--- DATA LISTING Enclosed Below ---

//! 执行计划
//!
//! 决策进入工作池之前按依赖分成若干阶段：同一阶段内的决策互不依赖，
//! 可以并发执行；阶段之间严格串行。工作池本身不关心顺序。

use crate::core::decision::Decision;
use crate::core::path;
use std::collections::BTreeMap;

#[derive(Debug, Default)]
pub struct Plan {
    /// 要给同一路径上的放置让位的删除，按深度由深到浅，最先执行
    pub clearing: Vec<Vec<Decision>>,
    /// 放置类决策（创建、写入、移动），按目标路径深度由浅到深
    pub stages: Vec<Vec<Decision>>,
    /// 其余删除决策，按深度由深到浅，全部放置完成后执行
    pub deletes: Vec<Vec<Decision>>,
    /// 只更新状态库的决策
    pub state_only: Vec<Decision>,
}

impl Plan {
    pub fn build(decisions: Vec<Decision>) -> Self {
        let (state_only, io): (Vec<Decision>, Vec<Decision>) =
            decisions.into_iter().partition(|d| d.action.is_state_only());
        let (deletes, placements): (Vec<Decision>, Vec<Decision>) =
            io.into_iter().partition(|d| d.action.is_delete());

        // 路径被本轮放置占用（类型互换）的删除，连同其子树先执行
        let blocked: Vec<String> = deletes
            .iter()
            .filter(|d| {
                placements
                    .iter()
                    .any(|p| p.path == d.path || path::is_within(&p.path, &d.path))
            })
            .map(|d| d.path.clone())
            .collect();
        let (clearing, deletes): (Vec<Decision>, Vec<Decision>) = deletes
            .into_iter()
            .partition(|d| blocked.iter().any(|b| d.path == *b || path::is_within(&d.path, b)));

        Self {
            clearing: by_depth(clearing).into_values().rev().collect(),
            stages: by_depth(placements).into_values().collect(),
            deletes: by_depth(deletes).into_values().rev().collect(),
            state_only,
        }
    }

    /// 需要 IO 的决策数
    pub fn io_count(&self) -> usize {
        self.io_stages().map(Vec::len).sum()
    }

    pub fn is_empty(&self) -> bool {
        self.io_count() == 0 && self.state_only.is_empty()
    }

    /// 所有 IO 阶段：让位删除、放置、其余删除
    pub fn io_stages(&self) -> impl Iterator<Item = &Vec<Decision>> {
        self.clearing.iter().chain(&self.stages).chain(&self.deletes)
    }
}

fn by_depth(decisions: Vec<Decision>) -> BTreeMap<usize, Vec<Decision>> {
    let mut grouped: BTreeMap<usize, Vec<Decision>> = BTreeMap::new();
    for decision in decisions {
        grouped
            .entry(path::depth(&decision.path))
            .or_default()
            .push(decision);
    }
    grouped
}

--- End of Enclosed DATA LISTING ---

- **TASK GOAL**: Those lines above that contain the string "decisions" should be returned.

- **ANSWER SPACE**:
    pub fn build(decisions: Vec<Decision>) -> Self {
            decisions.into_iter().partition(|d| d.action.is_state_only());
fn by_depth(decisions: Vec<Decision>) -> BTreeMap<usize, Vec<Decision>> {
    for decision in decisions {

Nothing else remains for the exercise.